▶ _Data to process_
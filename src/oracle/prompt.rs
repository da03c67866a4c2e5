// Prompt construction for the semantic oracle

/// Build the single prompt sent to the oracle for one comparison
///
/// Both texts are cut to `excerpt_chars` characters.
pub fn build_prompt(text_a: &str, text_b: &str, excerpt_chars: usize) -> String {
    format!(
        r#"Analyze the similarity between these two texts and provide a comprehensive analysis.

Text 1: "{text_a}"

Text 2: "{text_b}"

Please provide:
1. A similarity score from 0.0 to 1.0 based on semantic meaning
2. Key insights about the relationship between the texts
3. What makes them similar or different
4. The main themes or topics in each text
5. A comparison of the writing styles
6. Three specific suggestions (under 50 words each) for making the texts more similar

Format your response as JSON with these fields:
{{
    "semantic_similarity": <float between 0.0 and 1.0>,
    "insights": "<string with analysis>",
    "themes_text1": ["<theme1>", "<theme2>"],
    "themes_text2": ["<theme1>", "<theme2>"],
    "key_differences": "<string>",
    "writing_style_comparison": "<string>",
    "suggestions": ["<suggestion1>", "<suggestion2>", "<suggestion3>"]
}}"#,
        text_a = excerpt(text_a, excerpt_chars),
        text_b = excerpt(text_b, excerpt_chars),
    )
}

/// First `max_chars` characters, with an ellipsis when something was cut
fn excerpt(text: &str, max_chars: usize) -> String {
    let text = text.trim();
    match text.char_indices().nth(max_chars) {
        Some((idx, _)) => format!("{}...", &text[..idx]),
        None => text.to_string(),
    }
}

▶ _Exercise instructions_
Starting at the line above that contains "2. Key insights", write out each line exactly until the line that contains "Some((idx, _)) =>" has been written, and stop there.

▶ _The answer_
2. Key insights about the relationship between the texts
3. What makes them similar or different
4. The main themes or topics in each text
5. A comparison of the writing styles
6. Three specific suggestions (under 50 words each) for making the texts more similar

Format your response as JSON with these fields:
{{
    "semantic_similarity": <float between 0.0 and 1.0>,
    "insights": "<string with analysis>",
    "themes_text1": ["<theme1>", "<theme2>"],
    "themes_text2": ["<theme1>", "<theme2>"],
    "key_differences": "<string>",
    "writing_style_comparison": "<string>",
    "suggestions": ["<suggestion1>", "<suggestion2>", "<suggestion3>"]
}}"#,
        text_a = excerpt(text_a, excerpt_chars),
        text_b = excerpt(text_b, excerpt_chars),
    )
}

/// First `max_chars` characters, with an ellipsis when something was cut
fn excerpt(text: &str, max_chars: usize) -> String {
    let text = text.trim();
    match text.char_indices().nth(max_chars) {
        Some((idx, _)) => format!("{}...", &text[..idx]),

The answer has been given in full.